## WORK REQUEST
With the first line as the start and the line containing "pub fn available(&self)" as the end, write out every line of the records exactly.

## Stored data
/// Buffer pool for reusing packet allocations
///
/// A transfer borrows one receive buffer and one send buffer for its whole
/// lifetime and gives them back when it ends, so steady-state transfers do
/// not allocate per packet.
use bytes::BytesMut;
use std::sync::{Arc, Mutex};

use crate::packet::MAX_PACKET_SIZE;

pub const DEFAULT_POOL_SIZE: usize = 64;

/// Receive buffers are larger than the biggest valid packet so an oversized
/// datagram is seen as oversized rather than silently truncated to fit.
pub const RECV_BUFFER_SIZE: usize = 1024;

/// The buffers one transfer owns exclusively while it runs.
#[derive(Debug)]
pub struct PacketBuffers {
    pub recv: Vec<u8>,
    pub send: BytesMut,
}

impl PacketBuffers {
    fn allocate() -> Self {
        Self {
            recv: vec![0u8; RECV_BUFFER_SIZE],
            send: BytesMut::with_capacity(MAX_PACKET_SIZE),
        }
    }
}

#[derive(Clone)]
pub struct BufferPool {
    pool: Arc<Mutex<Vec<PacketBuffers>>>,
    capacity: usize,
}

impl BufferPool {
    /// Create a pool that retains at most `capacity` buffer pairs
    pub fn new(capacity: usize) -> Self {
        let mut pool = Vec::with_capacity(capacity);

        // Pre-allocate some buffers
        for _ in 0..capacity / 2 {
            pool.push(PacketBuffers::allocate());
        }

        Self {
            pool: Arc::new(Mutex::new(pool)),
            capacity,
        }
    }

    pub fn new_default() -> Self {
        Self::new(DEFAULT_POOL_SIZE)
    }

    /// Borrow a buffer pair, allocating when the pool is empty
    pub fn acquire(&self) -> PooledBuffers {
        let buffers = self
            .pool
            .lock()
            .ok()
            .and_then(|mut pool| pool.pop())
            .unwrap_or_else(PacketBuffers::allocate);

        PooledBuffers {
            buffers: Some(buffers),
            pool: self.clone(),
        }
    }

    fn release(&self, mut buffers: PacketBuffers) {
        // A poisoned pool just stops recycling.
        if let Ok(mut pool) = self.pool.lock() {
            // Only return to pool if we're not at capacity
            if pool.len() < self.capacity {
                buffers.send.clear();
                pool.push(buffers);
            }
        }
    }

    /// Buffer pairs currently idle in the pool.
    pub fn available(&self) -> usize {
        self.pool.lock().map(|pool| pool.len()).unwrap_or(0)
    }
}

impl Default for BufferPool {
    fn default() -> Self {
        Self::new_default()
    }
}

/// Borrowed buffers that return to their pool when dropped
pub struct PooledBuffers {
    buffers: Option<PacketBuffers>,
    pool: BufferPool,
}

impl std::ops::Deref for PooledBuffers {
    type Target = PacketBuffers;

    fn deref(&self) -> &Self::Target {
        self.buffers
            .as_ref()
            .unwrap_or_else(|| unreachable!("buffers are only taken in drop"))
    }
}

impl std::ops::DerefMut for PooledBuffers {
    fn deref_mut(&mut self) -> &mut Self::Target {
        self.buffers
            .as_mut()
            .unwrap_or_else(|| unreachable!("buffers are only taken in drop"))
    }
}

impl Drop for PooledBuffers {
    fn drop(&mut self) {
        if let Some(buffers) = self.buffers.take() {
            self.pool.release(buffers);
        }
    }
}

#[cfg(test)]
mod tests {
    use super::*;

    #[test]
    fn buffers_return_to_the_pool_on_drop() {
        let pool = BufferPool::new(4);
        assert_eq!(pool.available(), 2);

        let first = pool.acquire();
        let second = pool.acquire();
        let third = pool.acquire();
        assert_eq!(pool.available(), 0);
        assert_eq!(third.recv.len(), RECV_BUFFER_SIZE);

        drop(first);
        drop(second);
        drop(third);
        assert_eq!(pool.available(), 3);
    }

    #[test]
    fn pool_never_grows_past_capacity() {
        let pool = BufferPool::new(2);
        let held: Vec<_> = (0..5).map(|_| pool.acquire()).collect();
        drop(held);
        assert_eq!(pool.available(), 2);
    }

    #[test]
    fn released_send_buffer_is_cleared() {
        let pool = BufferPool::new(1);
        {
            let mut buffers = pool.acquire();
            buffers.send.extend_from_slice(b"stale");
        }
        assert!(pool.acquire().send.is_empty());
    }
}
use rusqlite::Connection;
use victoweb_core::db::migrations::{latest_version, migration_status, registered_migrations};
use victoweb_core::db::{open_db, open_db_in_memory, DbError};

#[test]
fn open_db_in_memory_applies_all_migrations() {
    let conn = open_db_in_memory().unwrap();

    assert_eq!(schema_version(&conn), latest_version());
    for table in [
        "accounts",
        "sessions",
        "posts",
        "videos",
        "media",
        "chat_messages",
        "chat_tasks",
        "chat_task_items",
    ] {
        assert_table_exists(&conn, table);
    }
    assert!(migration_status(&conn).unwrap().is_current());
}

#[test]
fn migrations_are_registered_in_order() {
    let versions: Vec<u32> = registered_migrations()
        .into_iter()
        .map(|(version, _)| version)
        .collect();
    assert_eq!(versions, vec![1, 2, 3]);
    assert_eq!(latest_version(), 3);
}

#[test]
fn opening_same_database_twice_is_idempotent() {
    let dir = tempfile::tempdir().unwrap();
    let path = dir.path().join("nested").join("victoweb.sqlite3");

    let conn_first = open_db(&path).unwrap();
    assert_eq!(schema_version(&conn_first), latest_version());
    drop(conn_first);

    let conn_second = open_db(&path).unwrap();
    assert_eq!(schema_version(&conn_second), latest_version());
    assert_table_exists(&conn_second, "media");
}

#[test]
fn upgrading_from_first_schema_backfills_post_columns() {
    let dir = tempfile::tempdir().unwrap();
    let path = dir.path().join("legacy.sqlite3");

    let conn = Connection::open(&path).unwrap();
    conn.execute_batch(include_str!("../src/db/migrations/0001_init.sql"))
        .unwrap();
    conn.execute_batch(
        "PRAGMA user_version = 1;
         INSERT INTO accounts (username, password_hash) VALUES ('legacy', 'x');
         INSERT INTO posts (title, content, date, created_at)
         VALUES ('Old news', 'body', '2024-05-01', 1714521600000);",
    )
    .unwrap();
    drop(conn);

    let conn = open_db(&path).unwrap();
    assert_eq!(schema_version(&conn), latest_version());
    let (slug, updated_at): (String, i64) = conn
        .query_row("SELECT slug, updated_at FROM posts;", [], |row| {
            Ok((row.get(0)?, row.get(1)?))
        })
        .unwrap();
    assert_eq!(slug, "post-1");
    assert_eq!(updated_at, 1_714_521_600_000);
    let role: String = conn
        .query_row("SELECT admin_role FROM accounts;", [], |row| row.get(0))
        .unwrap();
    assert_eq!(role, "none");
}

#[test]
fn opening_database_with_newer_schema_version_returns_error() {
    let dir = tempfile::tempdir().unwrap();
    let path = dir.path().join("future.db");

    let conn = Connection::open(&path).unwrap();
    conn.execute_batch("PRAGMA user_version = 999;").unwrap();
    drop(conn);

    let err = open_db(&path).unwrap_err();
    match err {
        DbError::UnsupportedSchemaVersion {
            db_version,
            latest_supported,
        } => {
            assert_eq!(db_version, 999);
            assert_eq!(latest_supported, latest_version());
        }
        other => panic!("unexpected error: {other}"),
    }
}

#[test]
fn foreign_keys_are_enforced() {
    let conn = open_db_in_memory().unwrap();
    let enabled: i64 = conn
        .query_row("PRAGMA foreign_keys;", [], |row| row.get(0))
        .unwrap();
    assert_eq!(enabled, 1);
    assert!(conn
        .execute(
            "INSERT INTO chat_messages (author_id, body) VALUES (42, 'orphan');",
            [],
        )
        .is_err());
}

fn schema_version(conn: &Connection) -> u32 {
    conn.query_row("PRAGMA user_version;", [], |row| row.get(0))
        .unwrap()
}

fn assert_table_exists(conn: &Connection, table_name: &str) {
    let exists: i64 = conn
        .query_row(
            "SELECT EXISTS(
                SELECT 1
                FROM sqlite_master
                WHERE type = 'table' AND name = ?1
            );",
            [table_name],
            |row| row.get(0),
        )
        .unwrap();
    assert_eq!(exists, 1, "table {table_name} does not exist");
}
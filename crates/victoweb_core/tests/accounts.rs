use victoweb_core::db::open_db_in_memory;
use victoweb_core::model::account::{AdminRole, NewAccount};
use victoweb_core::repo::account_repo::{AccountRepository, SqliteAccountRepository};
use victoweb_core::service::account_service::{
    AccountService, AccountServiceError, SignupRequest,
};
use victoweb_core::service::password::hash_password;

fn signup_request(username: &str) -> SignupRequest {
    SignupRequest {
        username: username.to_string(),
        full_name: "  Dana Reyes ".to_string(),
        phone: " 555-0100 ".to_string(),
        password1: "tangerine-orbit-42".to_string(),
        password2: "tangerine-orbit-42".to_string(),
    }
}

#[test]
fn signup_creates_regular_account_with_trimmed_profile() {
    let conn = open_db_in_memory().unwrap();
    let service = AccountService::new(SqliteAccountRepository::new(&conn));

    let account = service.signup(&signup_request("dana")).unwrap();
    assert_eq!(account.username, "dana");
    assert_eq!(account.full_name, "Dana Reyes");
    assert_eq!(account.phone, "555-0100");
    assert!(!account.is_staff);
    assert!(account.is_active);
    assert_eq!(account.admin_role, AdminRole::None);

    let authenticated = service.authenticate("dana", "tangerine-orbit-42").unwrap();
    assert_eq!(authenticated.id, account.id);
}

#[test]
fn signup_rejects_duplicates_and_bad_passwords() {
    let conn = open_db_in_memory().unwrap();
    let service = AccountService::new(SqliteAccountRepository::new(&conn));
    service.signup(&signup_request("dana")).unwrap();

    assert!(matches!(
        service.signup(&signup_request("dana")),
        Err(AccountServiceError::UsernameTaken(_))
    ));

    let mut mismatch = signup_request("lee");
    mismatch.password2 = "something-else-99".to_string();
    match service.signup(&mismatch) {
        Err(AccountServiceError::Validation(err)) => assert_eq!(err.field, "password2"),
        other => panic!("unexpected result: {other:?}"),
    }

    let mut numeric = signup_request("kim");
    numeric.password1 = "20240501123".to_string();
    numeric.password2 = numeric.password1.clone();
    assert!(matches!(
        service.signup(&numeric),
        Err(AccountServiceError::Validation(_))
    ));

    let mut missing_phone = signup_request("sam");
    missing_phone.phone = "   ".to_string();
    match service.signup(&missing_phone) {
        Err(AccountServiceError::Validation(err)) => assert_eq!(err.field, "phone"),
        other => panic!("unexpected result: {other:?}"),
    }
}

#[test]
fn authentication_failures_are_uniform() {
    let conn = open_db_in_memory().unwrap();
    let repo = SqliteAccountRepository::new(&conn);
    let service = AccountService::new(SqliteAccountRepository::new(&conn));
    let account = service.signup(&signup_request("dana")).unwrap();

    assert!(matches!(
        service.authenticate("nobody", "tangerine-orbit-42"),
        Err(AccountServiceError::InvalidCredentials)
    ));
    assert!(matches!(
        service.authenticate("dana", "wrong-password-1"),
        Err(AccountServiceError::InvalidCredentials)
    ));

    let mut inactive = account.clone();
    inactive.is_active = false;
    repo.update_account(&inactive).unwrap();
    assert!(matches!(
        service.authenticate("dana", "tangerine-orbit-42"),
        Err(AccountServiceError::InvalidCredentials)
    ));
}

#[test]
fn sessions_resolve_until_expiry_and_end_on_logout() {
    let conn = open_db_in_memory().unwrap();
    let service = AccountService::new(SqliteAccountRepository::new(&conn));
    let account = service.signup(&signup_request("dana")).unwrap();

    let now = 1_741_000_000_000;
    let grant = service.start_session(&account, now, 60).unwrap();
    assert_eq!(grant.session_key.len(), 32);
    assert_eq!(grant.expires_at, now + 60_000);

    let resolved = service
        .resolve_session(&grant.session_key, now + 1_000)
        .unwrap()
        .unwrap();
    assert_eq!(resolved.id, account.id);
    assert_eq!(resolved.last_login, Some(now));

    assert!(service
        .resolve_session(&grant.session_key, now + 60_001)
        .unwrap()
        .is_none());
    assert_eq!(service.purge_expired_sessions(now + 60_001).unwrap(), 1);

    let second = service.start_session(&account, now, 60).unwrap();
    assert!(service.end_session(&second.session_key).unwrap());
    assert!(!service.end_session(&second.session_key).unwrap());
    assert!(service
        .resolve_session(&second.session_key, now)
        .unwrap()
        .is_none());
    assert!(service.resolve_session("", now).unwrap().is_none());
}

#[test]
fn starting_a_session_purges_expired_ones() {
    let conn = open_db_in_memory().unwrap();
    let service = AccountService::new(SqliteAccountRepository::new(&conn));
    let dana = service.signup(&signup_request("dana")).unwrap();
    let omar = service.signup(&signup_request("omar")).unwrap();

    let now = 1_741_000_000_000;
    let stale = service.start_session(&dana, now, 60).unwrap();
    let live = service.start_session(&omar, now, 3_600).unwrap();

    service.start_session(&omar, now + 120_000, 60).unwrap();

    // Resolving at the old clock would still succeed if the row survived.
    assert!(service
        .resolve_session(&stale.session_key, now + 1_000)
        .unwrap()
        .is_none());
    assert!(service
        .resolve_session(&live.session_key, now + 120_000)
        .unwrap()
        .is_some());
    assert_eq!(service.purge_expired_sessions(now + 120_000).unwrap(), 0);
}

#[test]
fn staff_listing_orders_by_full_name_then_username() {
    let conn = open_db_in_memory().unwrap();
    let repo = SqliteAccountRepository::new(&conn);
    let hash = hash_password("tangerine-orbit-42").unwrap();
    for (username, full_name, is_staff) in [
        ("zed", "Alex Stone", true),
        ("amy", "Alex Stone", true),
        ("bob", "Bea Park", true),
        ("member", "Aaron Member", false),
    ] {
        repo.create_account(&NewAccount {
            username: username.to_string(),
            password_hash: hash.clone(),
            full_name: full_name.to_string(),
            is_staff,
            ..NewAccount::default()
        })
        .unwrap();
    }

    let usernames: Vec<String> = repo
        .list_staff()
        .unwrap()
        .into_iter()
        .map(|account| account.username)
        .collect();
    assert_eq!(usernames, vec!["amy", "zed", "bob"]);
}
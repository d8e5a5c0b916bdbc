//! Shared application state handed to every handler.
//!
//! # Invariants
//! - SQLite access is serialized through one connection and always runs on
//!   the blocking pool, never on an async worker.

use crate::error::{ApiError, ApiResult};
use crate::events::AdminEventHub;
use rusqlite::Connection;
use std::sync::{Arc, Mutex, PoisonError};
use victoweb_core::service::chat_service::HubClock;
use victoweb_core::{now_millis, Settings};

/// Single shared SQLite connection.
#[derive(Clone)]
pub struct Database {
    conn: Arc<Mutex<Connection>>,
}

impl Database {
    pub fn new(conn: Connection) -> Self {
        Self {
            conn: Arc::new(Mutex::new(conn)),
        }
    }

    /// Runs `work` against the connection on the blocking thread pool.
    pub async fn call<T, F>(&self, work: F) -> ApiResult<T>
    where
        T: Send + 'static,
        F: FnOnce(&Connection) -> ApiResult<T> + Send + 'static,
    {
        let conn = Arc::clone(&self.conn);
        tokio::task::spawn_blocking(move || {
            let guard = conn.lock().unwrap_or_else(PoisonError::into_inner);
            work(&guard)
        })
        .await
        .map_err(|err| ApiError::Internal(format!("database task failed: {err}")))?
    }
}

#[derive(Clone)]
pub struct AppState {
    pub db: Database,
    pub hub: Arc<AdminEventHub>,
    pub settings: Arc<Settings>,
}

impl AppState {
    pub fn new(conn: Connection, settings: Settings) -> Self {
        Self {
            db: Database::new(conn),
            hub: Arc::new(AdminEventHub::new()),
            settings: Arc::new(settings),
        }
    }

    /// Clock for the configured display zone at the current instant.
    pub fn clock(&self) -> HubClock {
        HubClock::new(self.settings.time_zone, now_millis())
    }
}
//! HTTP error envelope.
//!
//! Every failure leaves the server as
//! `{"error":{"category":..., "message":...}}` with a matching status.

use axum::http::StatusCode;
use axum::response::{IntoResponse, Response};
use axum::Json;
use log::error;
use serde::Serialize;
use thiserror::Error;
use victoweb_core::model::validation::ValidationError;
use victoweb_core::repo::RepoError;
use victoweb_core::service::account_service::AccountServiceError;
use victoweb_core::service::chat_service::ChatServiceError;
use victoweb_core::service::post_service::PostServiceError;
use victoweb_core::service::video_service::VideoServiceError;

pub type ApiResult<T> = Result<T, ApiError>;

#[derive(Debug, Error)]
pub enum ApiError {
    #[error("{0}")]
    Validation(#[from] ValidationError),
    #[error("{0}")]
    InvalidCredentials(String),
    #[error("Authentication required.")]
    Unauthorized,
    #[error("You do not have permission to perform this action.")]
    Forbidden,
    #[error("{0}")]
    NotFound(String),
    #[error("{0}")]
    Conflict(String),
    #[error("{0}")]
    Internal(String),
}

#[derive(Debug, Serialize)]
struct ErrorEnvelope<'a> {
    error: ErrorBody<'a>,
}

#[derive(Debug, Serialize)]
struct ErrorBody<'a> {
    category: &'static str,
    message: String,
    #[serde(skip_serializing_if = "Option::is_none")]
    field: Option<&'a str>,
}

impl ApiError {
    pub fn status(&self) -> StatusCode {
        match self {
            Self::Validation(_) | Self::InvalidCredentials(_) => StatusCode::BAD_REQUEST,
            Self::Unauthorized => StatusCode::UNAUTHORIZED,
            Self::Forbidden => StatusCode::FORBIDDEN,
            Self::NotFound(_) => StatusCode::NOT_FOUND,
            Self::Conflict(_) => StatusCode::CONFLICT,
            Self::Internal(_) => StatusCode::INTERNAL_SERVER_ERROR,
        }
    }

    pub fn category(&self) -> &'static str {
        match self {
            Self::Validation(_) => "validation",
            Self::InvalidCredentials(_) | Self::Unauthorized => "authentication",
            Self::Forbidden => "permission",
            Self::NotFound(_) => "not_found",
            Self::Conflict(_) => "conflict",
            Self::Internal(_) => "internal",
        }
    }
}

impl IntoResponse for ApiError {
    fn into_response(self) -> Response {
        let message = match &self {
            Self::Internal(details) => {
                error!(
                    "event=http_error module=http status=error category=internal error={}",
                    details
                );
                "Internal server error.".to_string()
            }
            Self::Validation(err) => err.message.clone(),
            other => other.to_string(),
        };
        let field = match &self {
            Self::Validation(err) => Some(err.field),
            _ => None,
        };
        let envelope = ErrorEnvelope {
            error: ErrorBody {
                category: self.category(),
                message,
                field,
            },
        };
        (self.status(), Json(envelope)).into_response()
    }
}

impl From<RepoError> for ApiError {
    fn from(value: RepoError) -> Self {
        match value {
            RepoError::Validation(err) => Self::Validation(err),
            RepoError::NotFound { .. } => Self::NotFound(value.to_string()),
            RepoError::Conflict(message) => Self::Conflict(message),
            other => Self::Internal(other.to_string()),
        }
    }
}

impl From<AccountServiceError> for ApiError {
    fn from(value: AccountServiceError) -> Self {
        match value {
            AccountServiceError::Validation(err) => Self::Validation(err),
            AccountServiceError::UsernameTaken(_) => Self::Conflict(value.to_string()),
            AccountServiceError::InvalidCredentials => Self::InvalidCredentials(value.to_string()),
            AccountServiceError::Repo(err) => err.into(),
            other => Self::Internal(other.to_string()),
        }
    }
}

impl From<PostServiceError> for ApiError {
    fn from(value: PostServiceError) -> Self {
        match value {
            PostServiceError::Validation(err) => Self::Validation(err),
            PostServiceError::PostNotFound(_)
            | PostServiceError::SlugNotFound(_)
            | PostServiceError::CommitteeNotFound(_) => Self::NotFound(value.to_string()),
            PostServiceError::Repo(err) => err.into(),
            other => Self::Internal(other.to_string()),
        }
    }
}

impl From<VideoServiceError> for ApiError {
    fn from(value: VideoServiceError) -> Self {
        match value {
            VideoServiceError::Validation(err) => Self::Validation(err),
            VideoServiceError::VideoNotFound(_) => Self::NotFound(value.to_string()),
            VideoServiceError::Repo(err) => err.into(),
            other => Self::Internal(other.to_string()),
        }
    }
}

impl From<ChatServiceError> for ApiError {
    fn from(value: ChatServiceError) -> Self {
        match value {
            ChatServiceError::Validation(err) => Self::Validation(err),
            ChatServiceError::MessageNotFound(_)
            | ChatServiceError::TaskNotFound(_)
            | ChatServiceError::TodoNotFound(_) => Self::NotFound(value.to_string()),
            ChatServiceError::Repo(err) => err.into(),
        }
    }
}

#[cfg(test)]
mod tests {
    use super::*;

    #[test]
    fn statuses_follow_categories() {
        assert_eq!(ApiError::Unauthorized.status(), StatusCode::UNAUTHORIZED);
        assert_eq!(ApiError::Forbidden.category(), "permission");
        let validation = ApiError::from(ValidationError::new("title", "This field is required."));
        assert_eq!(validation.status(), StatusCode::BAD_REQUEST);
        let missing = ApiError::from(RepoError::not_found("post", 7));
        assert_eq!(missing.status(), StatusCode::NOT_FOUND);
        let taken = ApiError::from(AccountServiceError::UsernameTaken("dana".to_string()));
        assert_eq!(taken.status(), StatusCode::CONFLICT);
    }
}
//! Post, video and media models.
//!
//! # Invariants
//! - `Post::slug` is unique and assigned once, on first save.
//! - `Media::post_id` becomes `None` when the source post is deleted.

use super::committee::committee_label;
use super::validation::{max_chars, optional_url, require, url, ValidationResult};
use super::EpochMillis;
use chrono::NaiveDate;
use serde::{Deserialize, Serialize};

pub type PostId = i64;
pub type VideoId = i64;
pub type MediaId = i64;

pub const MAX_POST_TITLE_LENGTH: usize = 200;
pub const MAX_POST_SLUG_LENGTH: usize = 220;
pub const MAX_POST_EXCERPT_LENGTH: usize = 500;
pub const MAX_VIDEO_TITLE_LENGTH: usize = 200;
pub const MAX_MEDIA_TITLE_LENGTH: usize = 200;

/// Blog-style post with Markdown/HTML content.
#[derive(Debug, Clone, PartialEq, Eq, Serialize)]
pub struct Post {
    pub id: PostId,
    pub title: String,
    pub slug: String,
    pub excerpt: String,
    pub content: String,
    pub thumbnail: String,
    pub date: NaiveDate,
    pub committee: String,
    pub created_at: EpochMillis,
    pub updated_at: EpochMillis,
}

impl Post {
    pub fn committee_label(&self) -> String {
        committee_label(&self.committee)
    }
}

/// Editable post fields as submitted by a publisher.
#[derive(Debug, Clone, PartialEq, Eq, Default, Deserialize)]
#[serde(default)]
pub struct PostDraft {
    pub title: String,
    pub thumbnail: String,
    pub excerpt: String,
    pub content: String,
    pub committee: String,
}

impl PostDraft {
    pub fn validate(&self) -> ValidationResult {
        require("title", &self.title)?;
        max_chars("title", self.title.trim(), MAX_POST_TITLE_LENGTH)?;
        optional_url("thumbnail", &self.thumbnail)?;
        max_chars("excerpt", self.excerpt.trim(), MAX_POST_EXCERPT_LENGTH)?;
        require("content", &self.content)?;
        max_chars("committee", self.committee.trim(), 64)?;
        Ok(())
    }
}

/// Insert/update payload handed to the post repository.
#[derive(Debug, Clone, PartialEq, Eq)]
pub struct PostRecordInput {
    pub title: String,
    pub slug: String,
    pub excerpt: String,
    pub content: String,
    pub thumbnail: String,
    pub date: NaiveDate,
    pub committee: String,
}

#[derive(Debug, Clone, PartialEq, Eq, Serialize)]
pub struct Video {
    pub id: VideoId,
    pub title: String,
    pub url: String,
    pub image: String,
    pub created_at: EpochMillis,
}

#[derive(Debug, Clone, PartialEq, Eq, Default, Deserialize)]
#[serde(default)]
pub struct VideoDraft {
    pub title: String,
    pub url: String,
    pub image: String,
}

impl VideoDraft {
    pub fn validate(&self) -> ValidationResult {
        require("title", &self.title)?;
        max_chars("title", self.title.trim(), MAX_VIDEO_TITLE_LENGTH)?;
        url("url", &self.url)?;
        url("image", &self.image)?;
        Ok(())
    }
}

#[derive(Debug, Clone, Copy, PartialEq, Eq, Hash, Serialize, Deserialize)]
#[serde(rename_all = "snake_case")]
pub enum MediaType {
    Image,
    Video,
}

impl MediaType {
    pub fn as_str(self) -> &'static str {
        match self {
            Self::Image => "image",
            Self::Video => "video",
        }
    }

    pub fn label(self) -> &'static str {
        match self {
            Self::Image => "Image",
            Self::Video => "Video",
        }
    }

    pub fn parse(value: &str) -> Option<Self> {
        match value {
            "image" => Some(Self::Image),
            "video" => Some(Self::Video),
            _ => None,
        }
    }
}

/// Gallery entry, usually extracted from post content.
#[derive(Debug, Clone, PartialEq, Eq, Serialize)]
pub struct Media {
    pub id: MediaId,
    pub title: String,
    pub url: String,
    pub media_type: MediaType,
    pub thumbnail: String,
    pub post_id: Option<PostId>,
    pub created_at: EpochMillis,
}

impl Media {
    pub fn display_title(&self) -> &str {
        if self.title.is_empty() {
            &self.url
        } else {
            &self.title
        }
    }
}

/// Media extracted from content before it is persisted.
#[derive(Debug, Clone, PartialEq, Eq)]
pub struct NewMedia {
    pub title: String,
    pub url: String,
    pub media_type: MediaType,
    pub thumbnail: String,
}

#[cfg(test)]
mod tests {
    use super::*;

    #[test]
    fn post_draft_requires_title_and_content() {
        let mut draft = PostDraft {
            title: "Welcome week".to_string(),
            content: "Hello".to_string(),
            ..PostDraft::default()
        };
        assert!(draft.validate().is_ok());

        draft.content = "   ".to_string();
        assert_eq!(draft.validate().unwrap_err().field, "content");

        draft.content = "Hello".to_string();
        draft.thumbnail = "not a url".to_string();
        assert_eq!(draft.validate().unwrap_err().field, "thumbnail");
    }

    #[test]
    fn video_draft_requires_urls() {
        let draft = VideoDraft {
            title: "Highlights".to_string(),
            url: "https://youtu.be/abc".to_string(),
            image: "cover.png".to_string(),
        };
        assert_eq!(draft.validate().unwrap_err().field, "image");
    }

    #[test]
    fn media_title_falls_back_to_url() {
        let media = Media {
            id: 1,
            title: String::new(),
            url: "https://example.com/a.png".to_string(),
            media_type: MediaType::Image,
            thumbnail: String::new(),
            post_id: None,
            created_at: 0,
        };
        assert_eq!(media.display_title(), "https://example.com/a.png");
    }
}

## SOLUTION
/// Buffer pool for reusing packet allocations
///
/// A transfer borrows one receive buffer and one send buffer for its whole
/// lifetime and gives them back when it ends, so steady-state transfers do
/// not allocate per packet.
use bytes::BytesMut;
use std::sync::{Arc, Mutex};

use crate::packet::MAX_PACKET_SIZE;

pub const DEFAULT_POOL_SIZE: usize = 64;

/// Receive buffers are larger than the biggest valid packet so an oversized
/// datagram is seen as oversized rather than silently truncated to fit.
pub const RECV_BUFFER_SIZE: usize = 1024;

/// The buffers one transfer owns exclusively while it runs.
#[derive(Debug)]
pub struct PacketBuffers {
    pub recv: Vec<u8>,
    pub send: BytesMut,
}

impl PacketBuffers {
    fn allocate() -> Self {
        Self {
            recv: vec![0u8; RECV_BUFFER_SIZE],
            send: BytesMut::with_capacity(MAX_PACKET_SIZE),
        }
    }
}

#[derive(Clone)]
pub struct BufferPool {
    pool: Arc<Mutex<Vec<PacketBuffers>>>,
    capacity: usize,
}

impl BufferPool {
    /// Create a pool that retains at most `capacity` buffer pairs
    pub fn new(capacity: usize) -> Self {
        let mut pool = Vec::with_capacity(capacity);

        // Pre-allocate some buffers
        for _ in 0..capacity / 2 {
            pool.push(PacketBuffers::allocate());
        }

        Self {
            pool: Arc::new(Mutex::new(pool)),
            capacity,
        }
    }

    pub fn new_default() -> Self {
        Self::new(DEFAULT_POOL_SIZE)
    }

    /// Borrow a buffer pair, allocating when the pool is empty
    pub fn acquire(&self) -> PooledBuffers {
        let buffers = self
            .pool
            .lock()
            .ok()
            .and_then(|mut pool| pool.pop())
            .unwrap_or_else(PacketBuffers::allocate);

        PooledBuffers {
            buffers: Some(buffers),
            pool: self.clone(),
        }
    }

    fn release(&self, mut buffers: PacketBuffers) {
        // A poisoned pool just stops recycling.
        if let Ok(mut pool) = self.pool.lock() {
            // Only return to pool if we're not at capacity
            if pool.len() < self.capacity {
                buffers.send.clear();
                pool.push(buffers);
            }
        }
    }

    /// Buffer pairs currently idle in the pool.
    pub fn available(&self) -> usize {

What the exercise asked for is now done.